The OECD Guidelines for Multinational Enterprises are recommendations addressed by governments to multinational enterprises operating in or out of member countries. They define principles to encourage reasonable conduct of business in a global environment, in accordance with applicable laws and internationally recognized standards.
It is the oldest intergovernmental standard defining the principles of social responsibility for companies: it was first released in 1976. Several updates have gradually led to an adaptation to changes linked to globalization. Member governments, which are not limited to OECD countries, are the ones providing a large part of foreign direct investment and in which are located most of the larger multinational corporations. The Guidelines have been designed to promote a positive business contribution to economic, environmental and social progress worldwide, while clearly indicating unacceptable behavior.
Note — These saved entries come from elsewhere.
//! Domain model for the capsule document.
//!
//! The struct derives `Serialize`/`Deserialize` with camelCase field names so
//! it can be handed straight to the HTTP layer; the wire shape matches the
//! persisted document shape.

use chrono::{DateTime, Utc};
use serde::{Deserialize, Serialize};
use uuid::Uuid;

/// A time capsule: a titled bundle of text and media gated by an open date,
/// owned by one user and optionally visible to participants.
#[derive(Debug, Clone, Serialize, Deserialize, PartialEq, Eq)]
#[serde(rename_all = "camelCase")]
pub struct Capsule {
    /// Unique capsule identifier, assigned at creation.
    pub id: Uuid,
    /// Identity-provider uid of the creator. Immutable after creation.
    pub owner_uid: String,
    /// Required, non-empty.
    pub title: String,
    /// Optional free text, empty by default.
    pub description: String,
    /// The scheduled unlock date. The capsule is "locked" while `now < open_at`.
    pub open_at: DateTime<Utc>,
    /// Durable media URLs, in upload order. Grows across updates; no
    /// operation removes entries.
    pub image_urls: Vec<String>,
    /// Uids or emails granted read-only visibility.
    pub participants: Vec<String>,
    /// Advisory flag; nothing in the server flips it when `open_at` elapses.
    pub is_opened: bool,
    /// Advisory flag for a future notifier; always false today.
    pub notify_sent: bool,
    /// Server-assigned once at creation.
    pub created_at: DateTime<Utc>,
    /// Refreshed on every mutation.
    pub updated_at: DateTime<Utc>,
}

impl Capsule {
    /// Derived lock state. Computed at read time, never persisted.
    pub fn is_locked(&self, now: DateTime<Utc>) -> bool {
        now < self.open_at
    }

    /// Whether `uid` may read this capsule (owner or participant).
    pub fn is_visible_to(&self, uid: &str) -> bool {
        self.owner_uid == uid || self.participants.iter().any(|p| p == uid)
    }
}
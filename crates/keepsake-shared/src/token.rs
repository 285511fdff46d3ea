use base64::engine::general_purpose::URL_SAFE_NO_PAD;
use base64::Engine;
use chrono::{DateTime, Utc};
use ed25519_dalek::{Signature, Verifier, VerifyingKey};
use serde::{Deserialize, Serialize};

use crate::error::TokenError;

// Token signed by the identity provider, presented by clients as a bearer
// credential on every request.
#[derive(Debug, Clone, Serialize, Deserialize)]
pub struct AccessToken {
    pub uid: String,
    pub expires_at: DateTime<Utc>,
    pub signature: Vec<u8>,
}

// payload = uid || expires_at (rfc3339)
fn signing_payload(uid: &str, expires_at: &DateTime<Utc>) -> Vec<u8> {
    let mut payload = Vec::new();
    payload.extend_from_slice(uid.as_bytes());
    payload.extend_from_slice(expires_at.to_rfc3339().as_bytes());
    payload
}

/// Sign an access token for `uid`, valid until `expires_at`.
///
/// This is what the identity provider runs; the server only ever verifies.
pub fn mint_access_token(
    uid: &str,
    expires_at: DateTime<Utc>,
    provider_signing_key: &ed25519_dalek::SigningKey,
) -> AccessToken {
    use ed25519_dalek::Signer;

    let payload = signing_payload(uid, &expires_at);
    let signature = provider_signing_key.sign(&payload);

    AccessToken {
        uid: uid.to_string(),
        expires_at,
        signature: signature.to_bytes().to_vec(),
    }
}

/// Verify a token against the identity provider's public key.
///
/// Checks expiry first, then the Ed25519 signature over the payload.
pub fn verify_access_token_with_key(
    token: &AccessToken,
    provider_pubkey: &[u8; 32],
) -> Result<(), TokenError> {
    if Utc::now() > token.expires_at {
        return Err(TokenError::Expired);
    }

    let verifying_key =
        VerifyingKey::from_bytes(provider_pubkey).map_err(|_| TokenError::InvalidKeyBytes)?;

    let signature =
        Signature::from_slice(&token.signature).map_err(|_| TokenError::InvalidSignature)?;

    let payload = signing_payload(&token.uid, &token.expires_at);
    verifying_key
        .verify(&payload, &signature)
        .map_err(|_| TokenError::InvalidSignature)
}

impl AccessToken {
    /// Encode as a URL-safe base64 string suitable for an `Authorization:
    /// Bearer` header.
    pub fn encode(&self) -> Result<String, TokenError> {
        let json = serde_json::to_vec(self).map_err(|e| TokenError::Malformed(e.to_string()))?;
        Ok(URL_SAFE_NO_PAD.encode(json))
    }

    /// Decode a bearer string back into a token. Does not verify anything.
    pub fn decode(bearer: &str) -> Result<Self, TokenError> {
        let json = URL_SAFE_NO_PAD
            .decode(bearer.trim())
            .map_err(|e| TokenError::Malformed(e.to_string()))?;
        serde_json::from_slice(&json).map_err(|e| TokenError::Malformed(e.to_string()))
    }
}

#[cfg(test)]
mod tests {
    use super::*;
    use chrono::Duration;
    use ed25519_dalek::SigningKey;
    use rand::rngs::OsRng;

    #[test]
    fn test_token_valid() {
        let provider_key = SigningKey::generate(&mut OsRng);
        let provider_pubkey = provider_key.verifying_key().to_bytes();

        let token = mint_access_token("user-42", Utc::now() + Duration::hours(1), &provider_key);

        assert!(verify_access_token_with_key(&token, &provider_pubkey).is_ok());
    }

    #[test]
    fn test_token_expired() {
        let provider_key = SigningKey::generate(&mut OsRng);
        let provider_pubkey = provider_key.verifying_key().to_bytes();

        let token = mint_access_token("user-42", Utc::now() - Duration::hours(1), &provider_key);

        assert!(matches!(
            verify_access_token_with_key(&token, &provider_pubkey),
            Err(TokenError::Expired)
        ));
    }

    #[test]
    fn test_token_wrong_provider_key() {
        let provider_key = SigningKey::generate(&mut OsRng);
        let wrong_key = SigningKey::generate(&mut OsRng);
        let wrong_pubkey = wrong_key.verifying_key().to_bytes();

        let token = mint_access_token("user-42", Utc::now() + Duration::hours(1), &provider_key);

        assert!(verify_access_token_with_key(&token, &wrong_pubkey).is_err());
    }

    #[test]
    fn test_token_tampered_uid() {
        let provider_key = SigningKey::generate(&mut OsRng);
        let provider_pubkey = provider_key.verifying_key().to_bytes();

        let mut token =
            mint_access_token("user-42", Utc::now() + Duration::hours(1), &provider_key);
        token.uid = "someone-else".to_string();

        assert!(matches!(
            verify_access_token_with_key(&token, &provider_pubkey),
            Err(TokenError::InvalidSignature)
        ));
    }

    #[test]
    fn test_encode_decode_round_trip() {
        let provider_key = SigningKey::generate(&mut OsRng);

        let token = mint_access_token("user-42", Utc::now() + Duration::hours(1), &provider_key);
        let bearer = token.encode().unwrap();
        let decoded = AccessToken::decode(&bearer).unwrap();

        assert_eq!(decoded.uid, token.uid);
        assert_eq!(decoded.signature, token.signature);
    }

    #[test]
    fn test_decode_garbage() {
        assert!(AccessToken::decode("not-a-token!!").is_err());
        assert!(AccessToken::decode("").is_err());
    }
}
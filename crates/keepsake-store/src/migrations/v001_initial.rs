//! v001 -- Initial schema creation.
//!
//! Creates the `capsules` table and the owner/creation-time index used by the
//! list query.

use rusqlite::Connection;

/// SQL executed when upgrading from version 0 to version 1.
const UP_SQL: &str = r#"
-- ----------------------------------------------------------------
-- Capsules
-- ----------------------------------------------------------------
CREATE TABLE IF NOT EXISTS capsules (
    id           TEXT PRIMARY KEY NOT NULL,     -- UUID v4
    owner_uid    TEXT NOT NULL,                 -- identity-provider user id, immutable
    title        TEXT NOT NULL,
    description  TEXT NOT NULL DEFAULT '',
    open_at      TEXT NOT NULL,                 -- ISO-8601 / RFC-3339
    image_urls   TEXT NOT NULL DEFAULT '[]',    -- JSON array of durable URLs
    participants TEXT NOT NULL DEFAULT '[]',    -- JSON array of uids / emails
    is_opened    INTEGER NOT NULL DEFAULT 0,    -- boolean 0/1, advisory
    notify_sent  INTEGER NOT NULL DEFAULT 0,    -- boolean 0/1, advisory
    created_at   TEXT NOT NULL,
    updated_at   TEXT NOT NULL
);

CREATE INDEX IF NOT EXISTS idx_capsules_owner_created
    ON capsules(owner_uid, created_at DESC);
"#;

/// Apply the initial migration.
pub fn up(conn: &Connection) -> Result<(), rusqlite::Error> {
    conn.execute_batch(UP_SQL)
}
For this purpose, the Guidelines are supported by quite a unique mechanism that helps companies implant them: the National Contact Points. Responsible for promoting the Principles, they are more and more structured in order to remain impartial and organize mediation and conciliation when called on for "specific circumstances" on non-compliance with the Principles by a company from a member country. Therefore, it does not matter where the act was committed, including by a proved subsidiary or supplier.
On the 25th of May 2011, the governments of 42 member countries and non-OECD countries (Argentina, Brazil, Egypt, Latvia, Lithuania, Morocco, Peru and Romania), after joining the OECD Declaration on International Investment and multinational Enterprises and the related Decision, completed, after one year of work, one of the most important revision of the Principles ever conducted. Such a process was motivated by the erosion of trust in open markets observed after the global crisis, the need to respond to climate change and the reassertion of commitments towards international development goals. The updating work has been carried out by member governments in close consultation with the Business and Industry Advisory Committee to the OECD (BIAC), the Trade Union Advisory Committee to the OECD (TUAC) and the NGOs coalition OECD Watch.
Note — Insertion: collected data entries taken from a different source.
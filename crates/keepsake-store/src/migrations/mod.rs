//! Database migration runner.
//!
//! Migrations are executed in order on every [`Database::open_at`] call.
//! Each migration is guarded by a `user_version` pragma so it runs exactly
//! once.
//!
//! [`Database::open_at`]: crate::Database::open_at

pub mod v001_initial;

use rusqlite::Connection;

use crate::error::{Result, StoreError};

/// Current schema version.  Bump this and add a new migration module whenever
/// the schema changes.
const CURRENT_VERSION: u32 = 1;

/// Run all pending migrations against the open connection.
///
/// The function reads `PRAGMA user_version` to determine which migrations have
/// already been applied, then executes any outstanding ones in order.
pub fn run_migrations(conn: &Connection) -> Result<()> {
    let current: u32 = conn.pragma_query_value(None, "user_version", |row| row.get(0))?;

    tracing::info!(
        current_version = current,
        target_version = CURRENT_VERSION,
        "checking database migrations"
    );

    if current < 1 {
        tracing::info!("applying migration v001_initial");
        v001_initial::up(conn).map_err(|e| StoreError::Migration(e.to_string()))?;
        conn.pragma_update(None, "user_version", 1)?;
    }

    // Future migrations would be added here:
    // if current < 2 {
    //     v002_xxx::up(conn)?;
    //     conn.pragma_update(None, "user_version", 2)?;
    // }

    Ok(())
}
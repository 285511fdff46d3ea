//! Database connection management.
//!
//! The [`Database`] struct owns a [`rusqlite::Connection`] and guarantees that
//! migrations are run before any other operation.

use std::path::{Path, PathBuf};

use rusqlite::Connection;

use crate::error::Result;
use crate::migrations;

/// Wrapper around a [`rusqlite::Connection`].
pub struct Database {
    conn: Connection,
}

impl Database {
    /// Open (or create) a database at an explicit path.
    ///
    /// The parent directory is created if it does not exist yet, so the
    /// server can be pointed at a fresh data directory.
    pub fn open_at(path: &Path) -> Result<Self> {
        if let Some(parent) = path.parent() {
            if !parent.as_os_str().is_empty() {
                std::fs::create_dir_all(parent)?;
            }
        }

        tracing::info!(path = %path.display(), "opening database");

        let conn = Connection::open(path)?;

        // Recommended SQLite settings.
        conn.pragma_update(None, "journal_mode", "WAL")?;
        conn.pragma_update(None, "foreign_keys", "ON")?;

        // Run schema migrations.
        migrations::run_migrations(&conn)?;

        Ok(Self { conn })
    }

    /// Return a reference to the underlying `rusqlite::Connection`.
    ///
    /// Callers should prefer the typed CRUD helpers, but direct access is
    /// occasionally needed for transactions or ad-hoc queries.
    pub fn conn(&self) -> &Connection {
        &self.conn
    }

    /// Return a mutable reference to the underlying connection.
    pub fn conn_mut(&mut self) -> &mut Connection {
        &mut self.conn
    }

    /// Return the filesystem path of the open database (if any).
    pub fn path(&self) -> Option<PathBuf> {
        self.conn.path().map(PathBuf::from)
    }
}
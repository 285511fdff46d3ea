//! Media ingestion and hosting.
//!
//! [`MediaStore`] plays the role of the external media host: it takes a staged
//! local file, stores the bytes under a generated name, and hands back a
//! durable URL. The same store serves those URLs via `GET /media/:name`, so a
//! URL returned from an upload always resolves against this server.

use std::path::{Path, PathBuf};

use tokio::fs;
use tracing::{debug, info};
use uuid::Uuid;

use crate::error::ApiError;

#[derive(Debug)]
pub struct MediaStore {
    base_path: PathBuf,
    base_url: String,
    max_size: usize,
}

impl MediaStore {
    pub async fn new(
        base_path: PathBuf,
        base_url: &str,
        max_size: usize,
    ) -> Result<Self, ApiError> {
        fs::create_dir_all(&base_path).await.map_err(|e| {
            ApiError::Internal(format!(
                "Failed to create media directory '{}': {}",
                base_path.display(),
                e
            ))
        })?;

        info!(path = %base_path.display(), "Media store initialized");

        Ok(Self {
            base_path,
            base_url: base_url.trim_end_matches('/').to_string(),
            max_size,
        })
    }

    /// Ingest a staged file and return its durable URL.
    ///
    /// The staged file at `src` is left in place; the caller owns its
    /// cleanup. Nothing is written if the file is empty or over the size cap.
    pub async fn ingest(&self, src: &Path, original_name: &str) -> Result<String, ApiError> {
        let data = fs::read(src).await.map_err(|e| {
            ApiError::Internal(format!(
                "Failed to read staged upload '{}': {}",
                src.display(),
                e
            ))
        })?;

        if data.is_empty() {
            return Err(ApiError::Validation("Empty upload".to_string()));
        }
        if data.len() > self.max_size {
            return Err(ApiError::UploadTooLarge {
                size: data.len(),
                max: self.max_size,
            });
        }

        let stored_name = format!("{}.{}", Uuid::new_v4(), sanitize_extension(original_name));
        let path = self.safe_media_path(&stored_name)?;

        fs::write(&path, &data).await.map_err(|e| {
            ApiError::Internal(format!("Failed to write media {}: {}", stored_name, e))
        })?;

        debug!(name = %stored_name, size = data.len(), "Stored media file");
        Ok(format!("{}/media/{}", self.base_url, stored_name))
    }

    /// Resolve a stored name back to its bytes and a content type.
    pub async fn open(&self, name: &str) -> Result<(Vec<u8>, &'static str), ApiError> {
        let path = self.safe_media_path(name)?;

        if !path.exists() {
            return Err(ApiError::NotFound(format!("Media not found: {}", name)));
        }

        let data = fs::read(&path)
            .await
            .map_err(|e| ApiError::Internal(format!("Failed to read media {}: {}", name, e)))?;

        debug!(name = %name, size = data.len(), "Retrieved media file");
        Ok((data, content_type_for(name)))
    }

    /// Build a path under the media directory, rejecting traversal attempts.
    fn safe_media_path(&self, name: &str) -> Result<PathBuf, ApiError> {
        if name.is_empty() || name.contains('/') || name.contains('\\') || name.contains("..") {
            return Err(ApiError::Validation("Path traversal detected".to_string()));
        }
        Ok(self.base_path.join(name))
    }
}

/// Normalize the extension of an uploaded file name: lowercase alphanumeric,
/// at most 8 chars, `bin` when absent or unusable.
fn sanitize_extension(original_name: &str) -> String {
    let ext: String = original_name
        .rsplit('.')
        .next()
        .unwrap_or("")
        .chars()
        .filter(|c| c.is_ascii_alphanumeric())
        .take(8)
        .collect::<String>()
        .to_ascii_lowercase();

    if ext.is_empty() || !original_name.contains('.') {
        "bin".to_string()
    } else {
        ext
    }
}

fn content_type_for(name: &str) -> &'static str {
    match name.rsplit('.').next().unwrap_or("") {
        "jpg" | "jpeg" => "image/jpeg",
        "png" => "image/png",
        "gif" => "image/gif",
        "webp" => "image/webp",
        "mp4" => "video/mp4",
        "txt" => "text/plain",
        _ => "application/octet-stream",
    }
}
The most prominent points of this update are:
• A new chapter on human rights inspired the Guiding Principles for Business and Human Rights: Implementing the framework "Protect, Respect and Remedy" established by the Council of Human Rights of United Nations.
• A new approach of responsible management throughout the supply chain based on the concepts of due diligence and influence.
• Clearer and stricter procedural guidelines that strengthen the role of the National Contact Points.
• A proactive agenda in order to help companies to implement the principles.
The French National Contact Point is one of the most active in implementing these principles.